> Saved entries:
╭──

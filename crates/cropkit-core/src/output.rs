//! Output shape, target dimensions and the rendered raster.

use serde::{Deserialize, Serialize};

use crate::error::CropError;

/// Clipping geometry applied to the final raster.
#[derive(Debug, Clone, Copy, PartialEq, Eq, Default, Serialize, Deserialize)]
#[serde(rename_all = "lowercase")]
pub enum Shape {
    /// Disk inscribed in the output bounds.
    Circle,
    /// Full output rectangle, 1:1 selection.
    #[default]
    Square,
    /// Full output rectangle, selection follows the output aspect.
    Rectangle,
}

impl Shape {
    /// Parse a lowercase shape name.
    pub fn from_name(name: &str) -> Option<Self> {
        match name.trim().to_ascii_lowercase().as_str() {
            "circle" => Some(Shape::Circle),
            "square" => Some(Shape::Square),
            "rectangle" => Some(Shape::Rectangle),
            _ => None,
        }
    }

    /// Lowercase name, as used in settings and by the UI.
    pub fn as_str(self) -> &'static str {
        match self {
            Shape::Circle => "circle",
            Shape::Square => "square",
            Shape::Rectangle => "rectangle",
        }
    }
}

/// Target raster dimensions and shape.
#[derive(Debug, Clone, Copy, PartialEq, Eq, Serialize, Deserialize)]
pub struct OutputSpec {
    pub width: u32,
    pub height: u32,
    pub shape: Shape,
}

impl OutputSpec {
    /// Create an output spec, rejecting zero dimensions.
    pub fn new(width: u32, height: u32, shape: Shape) -> Result<Self, CropError> {
        if width == 0 || height == 0 {
            return Err(CropError::invalid_geometry(format!(
                "output dimensions must be positive, got {}x{}",
                width, height
            )));
        }
        Ok(Self {
            width,
            height,
            shape,
        })
    }

    /// Aspect ratio the interactive selection must keep for this output.
    ///
    /// Circle and square selections are always 1:1; rectangles follow
    /// `width / height` of the output.
    pub fn aspect_ratio(&self) -> f64 {
        match self.shape {
            Shape::Circle | Shape::Square => 1.0,
            Shape::Rectangle => self.width as f64 / self.height as f64,
        }
    }

    /// Number of pixels in the output raster.
    pub fn pixel_count(&self) -> usize {
        self.width as usize * self.height as usize
    }
}

/// Rendered RGBA raster of exactly `width x height` pixels.
#[derive(Debug, Clone, PartialEq, Eq)]
pub struct OutputBuffer {
    pub width: u32,
    pub height: u32,
    /// RGBA pixel data in row-major order (4 bytes per pixel).
    pub pixels: Vec<u8>,
}

impl OutputBuffer {
    /// Allocate a buffer filled with a single color.
    pub fn filled(width: u32, height: u32, color: [u8; 4]) -> Self {
        let count = width as usize * height as usize;
        let mut pixels = Vec::with_capacity(count * 4);
        for _ in 0..count {
            pixels.extend_from_slice(&color);
        }
        Self {
            width,
            height,
            pixels,
        }
    }

    /// RGBA value at `(x, y)`, or `None` outside the buffer.
    pub fn pixel(&self, x: u32, y: u32) -> Option<[u8; 4]> {
        if x >= self.width || y >= self.height {
            return None;
        }
        let idx = (y as usize * self.width as usize + x as usize) * 4;
        let px = self.pixels.get(idx..idx + 4)?;
        Some([px[0], px[1], px[2], px[3]])
    }

    /// Convert to an `image::RgbaImage` for encoding.
    pub fn to_rgba_image(&self) -> Option<image::RgbaImage> {
        image::RgbaImage::from_raw(self.width, self.height, self.pixels.clone())
    }

    /// Size of the pixel buffer in bytes.
    pub fn byte_size(&self) -> usize {
        self.pixels.len()
    }
}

╰──

Set down only the lines above that fall between the line holding "self.width as usize *" and the line holding "a single color.", inclusive, keeping each exact.

> FINAL ANSWER:
        self.width as usize * self.height as usize
    }
}

/// Rendered RGBA raster of exactly `width x height` pixels.
#[derive(Debug, Clone, PartialEq, Eq)]
pub struct OutputBuffer {
    pub width: u32,
    pub height: u32,
    /// RGBA pixel data in row-major order (4 bytes per pixel).
    pub pixels: Vec<u8>,
}

impl OutputBuffer {
    /// Allocate a buffer filled with a single color.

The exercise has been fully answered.